- Film poster
- Genre: Drama
- Based on: Blue River by Ethan Canin
- Teleplay by: Maria Nation
- Directed by: Larry Elikann
- Starring: Sam Elliott Jerry O'Connell Susan Dey Nick Stahl Neal McDonough
- Music by: Lawrence Shragge
- Country of origin: United States
- Original language: English

Production
- Executive producer: Richard Welsh
- Producers: Tom Luse Brent Shields
- Production location: Wilmington, North Carolina
- Cinematography: Eric Van Haren Noman
- Editor: Sabrina Plisco
- Running time: 90 min.
- Production companies: Hallmark Entertainment Signboard Hill Productions

Original release
- Network: Fox
- Release: November 21, 1995

= Blue River (film) =

Blue River is a 1995 American made-for-television action film directed by Larry Elikann and starring Sam Elliott, Jerry O'Connell, Susan Dey, Nick Stahl, and Neal McDonough. The film premiered on Fox on November 21, 1995. It is based on a novel of the same name by Ethan Canin.

==Premise==
Edward is a teenager living in a family the father abandoned years before.
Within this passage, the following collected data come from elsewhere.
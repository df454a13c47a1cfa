use std::convert::Infallible;

use axum::{
    extract::{FromRequestParts, Request, State},
    http::{header::AUTHORIZATION, request::Parts, HeaderMap, StatusCode},
    middleware::Next,
    response::Response,
};
use chrono::{Duration, Utc};
use jsonwebtoken::{decode, encode, DecodingKey, EncodingKey, Header, Validation};
use serde::{Deserialize, Serialize};
use tracing::debug;
use uuid::Uuid;

use crate::state::AppState;

/// Caller that must be authenticated; rejects anonymous requests with 401.
pub struct JwtUser(pub Uuid);

impl<S> FromRequestParts<S> for JwtUser
where
    S: Send + Sync,
{
    type Rejection = (StatusCode, &'static str);

    async fn from_request_parts(parts: &mut Parts, _state: &S) -> Result<Self, Self::Rejection> {
        parts
            .extensions
            .get::<Uuid>()
            .copied()
            .map(JwtUser)
            .ok_or((StatusCode::UNAUTHORIZED, "missing user"))
    }
}

/// Caller identity as attached by `identify`; `None` for anonymous requests.
pub struct MaybeUser(pub Option<Uuid>);

impl<S> FromRequestParts<S> for MaybeUser
where
    S: Send + Sync,
{
    type Rejection = Infallible;

    async fn from_request_parts(parts: &mut Parts, _state: &S) -> Result<Self, Self::Rejection> {
        Ok(MaybeUser(parts.extensions.get::<Uuid>().copied()))
    }
}

#[derive(Debug, Serialize, Deserialize)]
struct Claims {
    sub: String,
    exp: usize,
    iat: usize,
}

pub fn issue_token(user_id: Uuid, secret: &str, ttl_hours: i64) -> anyhow::Result<String> {
    let now = Utc::now();
    let exp = Duration::try_hours(ttl_hours)
        .and_then(|ttl| now.checked_add_signed(ttl))
        .ok_or_else(|| anyhow::anyhow!("token lifetime of {ttl_hours} hours is out of range"))?;
    let claims = Claims {
        sub: user_id.to_string(),
        exp: exp.timestamp() as usize,
        iat: now.timestamp() as usize,
    };

    let token = encode(&Header::default(), &claims, &EncodingKey::from_secret(secret.as_bytes()))?;
    Ok(token)
}

pub fn verify_token(token: &str, secret: &str) -> anyhow::Result<Uuid> {
    let data = decode::<Claims>(
        token,
        &DecodingKey::from_secret(secret.as_bytes()),
        &Validation::default(),
    )?;
    Ok(Uuid::parse_str(&data.claims.sub)?)
}

fn bearer_token(headers: &HeaderMap) -> Option<&str> {
    headers
        .get(AUTHORIZATION)
        .and_then(|v| v.to_str().ok())
        .and_then(|h| h.strip_prefix("Bearer "))
}

/// Attaches the caller's user id to the request when it carries a valid
/// bearer token. Requests without one pass through anonymously; handlers
/// decide what anonymous callers may do.
pub async fn identify(State(state): State<AppState>, mut req: Request, next: Next) -> Response {
    let user_id = match bearer_token(req.headers()) {
        Some(token) => match verify_token(token, &state.config.jwt_secret) {
            Ok(user_id) => Some(user_id),
            Err(e) => {
                debug!(error = %e, "ignoring invalid bearer token");
                None
            }
        },
        None => None,
    };

    if let Some(user_id) = user_id {
        req.extensions_mut().insert(user_id);
    }

    next.run(req).await
}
His mother has become a Christian fundamentalist and courts a self-righteous school principal.

==Cast==
- Sam Elliott as Henry Howland
- Jerry O'Connell as Lawrence Sellars
- Susan Dey as Mrs. Sellers
- Nick Stahl as Young Edward
- Neal McDonough as Edward Sellars

==Reception==
Writing for the South Florida Sun Sentinel, Tom Jicha said that: "Blue River meanders aimlessly for a couple of hours without ever fully paying off the audience."